§ **Exercise objective**: What you return must match the records below exactly, down to each character.

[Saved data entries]
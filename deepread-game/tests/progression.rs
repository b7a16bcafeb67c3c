use deepread_game::difficulty::advanced_mode;
use deepread_game::{
    ActionKind, DifficultyId, GamePhase, GameState, Inventory, LEVEL_THRESHOLDS, ManaEvent,
    check_unlock, level_for_xp,
};
use std::collections::BTreeMap;

fn sample_states() -> Vec<GameState> {
    let mut states = Vec::new();
    for mana in [0, 1, 35, 99, 100] {
        for combo in [0, 1, 5, 10, 40] {
            for failures in [0, 3] {
                states.push(GameState {
                    mana,
                    combo_count: combo,
                    consecutive_failures: failures,
                    xp_total: combo * 37,
                    level: level_for_xp(combo * 37).level,
                    ..GameState::default()
                });
            }
        }
    }
    states
}

#[test]
fn mana_stays_in_bounds_for_any_delta() {
    for state in sample_states() {
        for delta in [-1000, -101, -15, -1, 0, 1, 30, 101, i32::MAX, i32::MIN] {
            let change = state.modify_mana(delta, "sweep");
            assert!((0..=100).contains(&change.state.mana), "delta {delta}");
        }
    }
}

#[test]
fn penalties_reset_combo_and_count_failures() {
    for state in sample_states() {
        for delta in [-1, -10, -500] {
            let change = state.modify_mana(delta, "penalty");
            assert_eq!(change.state.combo_count, 0);
            assert_eq!(
                change.state.consecutive_failures,
                state.consecutive_failures + 1
            );
        }
    }
}

#[test]
fn xp_awards_are_monotonic_and_extend_combo() {
    for state in sample_states() {
        for action in ActionKind::ALL {
            let award = state.award_xp(*action);
            assert!(award.state.xp_total >= state.xp_total);
            assert_eq!(award.state.combo_count, state.combo_count + 1);
            assert_eq!(award.state.consecutive_failures, 0);
        }
    }
}

#[test]
fn combo_bonus_caps_at_double() {
    for combo in [10, 11, 50, 1000] {
        let state = GameState {
            combo_count: combo,
            ..GameState::default()
        };
        for action in ActionKind::ALL {
            assert_eq!(state.award_xp(*action).xp_gained, action.base_xp() * 2);
        }
    }
}

#[test]
fn level_is_a_function_of_xp() {
    for xp in (0..2500).step_by(7) {
        let left = GameState::default().award_base_xp(xp);
        let right = GameState {
            combo_count: 0,
            mana: 12,
            ..GameState::default()
        }
        .award_base_xp(xp);
        assert_eq!(left.state.xp_total, right.state.xp_total);
        assert_eq!(left.state.level, right.state.level);
        assert_eq!(left.state.level, level_for_xp(xp).level);
    }
    for window in LEVEL_THRESHOLDS.windows(2) {
        assert!(window[0].xp_required < window[1].xp_required);
    }
}

#[test]
fn terminal_phase_is_fixed_point_without_advanced_tier() {
    let state = GameState {
        current_phase: GamePhase::Judgment,
        combo_count: 4,
        current_chapter: 7,
        ..GameState::default()
    };
    assert_eq!(state.advance_phase(false), state);
}

#[test]
fn empty_scouting_inventory_reports_two_missing() {
    let progress =
        GameState::default().check_phase_progression(&Inventory::default(), DifficultyId::Master);
    assert!(!progress.ready);
    assert_eq!(progress.missing.len(), 2);
}

#[test]
fn penalty_after_award_always_breaks_combo() {
    for state in sample_states() {
        let awarded = state.award_xp(ActionKind::ArgumentBuilt).state;
        let penalized = awarded.apply_mana_event(ManaEvent::WrongAnswer).state;
        assert_eq!(penalized.combo_count, 0);
    }
}

#[test]
fn first_classification_stays_at_level_one() {
    let award = GameState::default().award_named_xp("BOOK_CLASSIFIED");
    assert_eq!(award.xp_gained, 50);
    assert_eq!(award.state.xp_total, 50);
    assert_eq!(award.state.level, 1);
    assert!(award.level_up.is_none());
}

#[test]
fn crossing_two_hundred_levels_up_and_refills_mana() {
    for mana in [0, 50, 100] {
        let state = GameState {
            xp_total: 190,
            mana,
            ..GameState::default()
        };
        let award = state.award_xp(ActionKind::TermDefined);
        let level_up = award.level_up.expect("level up");
        assert_eq!(level_up.new_level, 2);
        assert_eq!(level_up.new_title, LEVEL_THRESHOLDS[1].title);
        assert_eq!(award.state.mana, 100);
    }
}

#[test]
fn disabled_advanced_mode_never_unlocks() {
    let mut topics = BTreeMap::new();
    topics.insert(
        "ethics".to_string(),
        vec!["a".to_string(), "b".to_string(), "c".to_string()],
    );
    let completed: Vec<String> = (0..5).map(|i| format!("book-{i}")).collect();
    for difficulty in [
        DifficultyId::Beginner,
        DifficultyId::Apprentice,
        DifficultyId::Master,
    ] {
        for phase in GamePhase::ALL {
            let state = GameState {
                current_phase: *phase,
                ..GameState::default()
            };
            let check = check_unlock(&state, &advanced_mode(difficulty), &completed, &topics);
            assert!(!check.can_unlock);
        }
    }
}

#[test]
fn full_track_reaches_judgment_at_each_difficulty() {
    use deepread_game::data::{Argument, ArgumentStrength, Proposition, Term};
    use chrono::{DateTime, Utc};

    let now = DateTime::<Utc>::UNIX_EPOCH;
    let inventory = Inventory {
        book_classified: true,
        unity_statement: true,
        terms: (0..7)
            .map(|i| Term {
                id: format!("t{i}"),
                word: format!("term{i}"),
                definition: "meaning".into(),
                context: None,
                chapter_index: 1,
                created_at: now,
            })
            .collect(),
        propositions: (0..5)
            .map(|i| Proposition {
                id: format!("p{i}"),
                statement: "claim".into(),
                source: None,
                chapter_index: 1,
                related_term_ids: Vec::new(),
                created_at: now,
            })
            .collect(),
        arguments: (0..2)
            .map(|i| Argument {
                id: format!("a{i}"),
                premises: vec!["p0".into(), "p1".into()],
                conclusion: "so".into(),
                chapter_index: 1,
                strength: ArgumentStrength::Supported,
                created_at: now,
            })
            .collect(),
    };

    for difficulty in DifficultyId::ALL {
        let mut state = GameState::default();
        while state
            .check_phase_progression(&inventory, *difficulty)
            .ready
        {
            let next = state.advance_phase(false);
            if next == state {
                break;
            }
            state = next;
        }
        assert_eq!(state.current_phase, GamePhase::Judgment, "{difficulty}");
    }
}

§ **Output of the task**:
filename deepread-game/tests/progression.rs
repository b7a16bcafeb67c3c
use deepread_game::difficulty::advanced_mode;
use deepread_game::{
    ActionKind, DifficultyId, GamePhase, GameState, Inventory, LEVEL_THRESHOLDS, ManaEvent,
    check_unlock, level_for_xp,
};
use std::collections::BTreeMap;

fn sample_states() -> Vec<GameState> {
    let mut states = Vec::new();
    for mana in [0, 1, 35, 99, 100] {
        for combo in [0, 1, 5, 10, 40] {
            for failures in [0, 3] {
                states.push(GameState {
                    mana,
                    combo_count: combo,
                    consecutive_failures: failures,
                    xp_total: combo * 37,
                    level: level_for_xp(combo * 37).level,
                    ..GameState::default()
                });
            }
        }
    }
    states
}

#[test]
fn mana_stays_in_bounds_for_any_delta() {
    for state in sample_states() {
        for delta in [-1000, -101, -15, -1, 0, 1, 30, 101, i32::MAX, i32::MIN] {
            let change = state.modify_mana(delta, "sweep");
            assert!((0..=100).contains(&change.state.mana), "delta {delta}");
        }
    }
}

#[test]
fn penalties_reset_combo_and_count_failures() {
    for state in sample_states() {
        for delta in [-1, -10, -500] {
            let change = state.modify_mana(delta, "penalty");
            assert_eq!(change.state.combo_count, 0);
            assert_eq!(
                change.state.consecutive_failures,
                state.consecutive_failures + 1
            );
        }
    }
}

#[test]
fn xp_awards_are_monotonic_and_extend_combo() {
    for state in sample_states() {
        for action in ActionKind::ALL {
            let award = state.award_xp(*action);
            assert!(award.state.xp_total >= state.xp_total);
            assert_eq!(award.state.combo_count, state.combo_count + 1);
            assert_eq!(award.state.consecutive_failures, 0);
        }
    }
}

#[test]
fn combo_bonus_caps_at_double() {
    for combo in [10, 11, 50, 1000] {
        let state = GameState {
            combo_count: combo,
            ..GameState::default()
        };
        for action in ActionKind::ALL {
            assert_eq!(state.award_xp(*action).xp_gained, action.base_xp() * 2);
        }
    }
}

#[test]
fn level_is_a_function_of_xp() {
    for xp in (0..2500).step_by(7) {
        let left = GameState::default().award_base_xp(xp);
        let right = GameState {
            combo_count: 0,
            mana: 12,
            ..GameState::default()
        }
        .award_base_xp(xp);
        assert_eq!(left.state.xp_total, right.state.xp_total);
        assert_eq!(left.state.level, right.state.level);
        assert_eq!(left.state.level, level_for_xp(xp).level);
    }
    for window in LEVEL_THRESHOLDS.windows(2) {
        assert!(window[0].xp_required < window[1].xp_required);
    }
}

#[test]
fn terminal_phase_is_fixed_point_without_advanced_tier() {
    let state = GameState {
        current_phase: GamePhase::Judgment,
        combo_count: 4,
        current_chapter: 7,
        ..GameState::default()
    };
    assert_eq!(state.advance_phase(false), state);
}

#[test]
fn empty_scouting_inventory_reports_two_missing() {
    let progress =
        GameState::default().check_phase_progression(&Inventory::default(), DifficultyId::Master);
    assert!(!progress.ready);
    assert_eq!(progress.missing.len(), 2);
}

#[test]
fn penalty_after_award_always_breaks_combo() {
    for state in sample_states() {
        let awarded = state.award_xp(ActionKind::ArgumentBuilt).state;
        let penalized = awarded.apply_mana_event(ManaEvent::WrongAnswer).state;
        assert_eq!(penalized.combo_count, 0);
    }
}

#[test]
fn first_classification_stays_at_level_one() {
    let award = GameState::default().award_named_xp("BOOK_CLASSIFIED");
    assert_eq!(award.xp_gained, 50);
    assert_eq!(award.state.xp_total, 50);
    assert_eq!(award.state.level, 1);
    assert!(award.level_up.is_none());
}

#[test]
fn crossing_two_hundred_levels_up_and_refills_mana() {
    for mana in [0, 50, 100] {
        let state = GameState {
            xp_total: 190,
            mana,
            ..GameState::default()
        };
        let award = state.award_xp(ActionKind::TermDefined);
        let level_up = award.level_up.expect("level up");
        assert_eq!(level_up.new_level, 2);
        assert_eq!(level_up.new_title, LEVEL_THRESHOLDS[1].title);
        assert_eq!(award.state.mana, 100);
    }
}

#[test]
fn disabled_advanced_mode_never_unlocks() {
    let mut topics = BTreeMap::new();
    topics.insert(
        "ethics".to_string(),
        vec!["a".to_string(), "b".to_string(), "c".to_string()],
    );
    let completed: Vec<String> = (0..5).map(|i| format!("book-{i}")).collect();
    for difficulty in [
        DifficultyId::Beginner,
        DifficultyId::Apprentice,
        DifficultyId::Master,
    ] {
        for phase in GamePhase::ALL {
            let state = GameState {
                current_phase: *phase,
                ..GameState::default()
            };
            let check = check_unlock(&state, &advanced_mode(difficulty), &completed, &topics);
            assert!(!check.can_unlock);
        }
    }
}

#[test]
fn full_track_reaches_judgment_at_each_difficulty() {
    use deepread_game::data::{Argument, ArgumentStrength, Proposition, Term};
    use chrono::{DateTime, Utc};

    let now = DateTime::<Utc>::UNIX_EPOCH;
    let inventory = Inventory {
        book_classified: true,
        unity_statement: true,
        terms: (0..7)
            .map(|i| Term {
                id: format!("t{i}"),
                word: format!("term{i}"),
                definition: "meaning".into(),
                context: None,
                chapter_index: 1,
                created_at: now,
            })
            .collect(),
        propositions: (0..5)
            .map(|i| Proposition {
                id: format!("p{i}"),
                statement: "claim".into(),
                source: None,
                chapter_index: 1,
                related_term_ids: Vec::new(),
                created_at: now,
            })
            .collect(),
        arguments: (0..2)
            .map(|i| Argument {
                id: format!("a{i}"),
                premises: vec!["p0".into(), "p1".into()],
                conclusion: "so".into(),
                chapter_index: 1,
                strength: ArgumentStrength::Supported,
                created_at: now,
            })
            .collect(),
    };

    for difficulty in DifficultyId::ALL {
        let mut state = GameState::default();
        while state
            .check_phase_progression(&inventory, *difficulty)
            .ready
        {
            let next = state.advance_phase(false);
            if next == state {
                break;
            }
            state = next;
        }
        assert_eq!(state.current_phase, GamePhase::Judgment, "{difficulty}");
    }
}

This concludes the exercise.